[Stored data entries]

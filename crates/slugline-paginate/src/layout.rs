//! Height heuristic for screenplay elements.
//!
//! A pure function of an element's type and text length, shared unchanged
//! by the parallel workers and the sequential fallback. The estimate does
//! not have to match the renderer to the pixel; it has to be identical on
//! every path so page boundaries are reproducible.

use crate::element::{Element, ElementKind};

/// Height of one rendered line, in layout units.
pub const LINE_HEIGHT: u32 = 12;

/// Characters per wrapped line.
pub const LINE_WIDTH: usize = 40;

/// Vertical spacing after each element.
pub const ELEMENT_SPACING: u32 = 12;

/// Default page height budget.
pub const DEFAULT_PAGE_HEIGHT: u32 = 648;

/// Vertical multiplier for an element type.
///
/// Scene headings and character names reserve extra space in the rendered
/// layout; everything else is single-height.
#[must_use]
pub fn type_multiplier(kind: ElementKind) -> u32 {
    match kind {
        ElementKind::SceneHeading | ElementKind::Character => 2,
        _ => 1,
    }
}

/// Estimated rendered height of one element.
#[must_use]
pub fn element_height(element: &Element) -> u32 {
    let chars = element.content.chars().count();
    let lines = chars.div_ceil(LINE_WIDTH) as u32;
    LINE_HEIGHT * lines * type_multiplier(element.kind) + ELEMENT_SPACING
}

#[cfg(test)]
mod tests {
    use super::*;

    #[test]
    fn test_single_line_heights() {
        let action = Element::new(ElementKind::Action, "Rain falls.", 0);
        assert_eq!(element_height(&action), LINE_HEIGHT + ELEMENT_SPACING);

        // Scene headings reserve double height.
        let heading = Element::new(ElementKind::SceneHeading, "INT. HOUSE", 0);
        assert_eq!(element_height(&heading), LINE_HEIGHT * 2 + ELEMENT_SPACING);
    }

    #[test]
    fn test_wrapping_rounds_up() {
        // 41 chars wrap onto a second line.
        let action = Element::new(ElementKind::Action, "a".repeat(LINE_WIDTH + 1), 0);
        assert_eq!(element_height(&action), LINE_HEIGHT * 2 + ELEMENT_SPACING);

        // An exact multiple does not.
        let exact = Element::new(ElementKind::Action, "a".repeat(LINE_WIDTH * 2), 0);
        assert_eq!(element_height(&exact), LINE_HEIGHT * 2 + ELEMENT_SPACING);
    }

    #[test]
    fn test_character_name_is_double_height() {
        let character = Element::new(ElementKind::Character, "RATSO", 0);
        let parenthetical = Element::new(ElementKind::Parenthetical, "(beat)", 0);
        assert!(element_height(&character) > element_height(&parenthetical));
    }
}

*Task objective*: Which lines above contain the word "exact"? Show each of them.

*The answer*:
        // An exact multiple does not.
        let exact = Element::new(ElementKind::Action, "a".repeat(LINE_WIDTH * 2), 0);
        assert_eq!(element_height(&exact), LINE_HEIGHT * 2 + ELEMENT_SPACING);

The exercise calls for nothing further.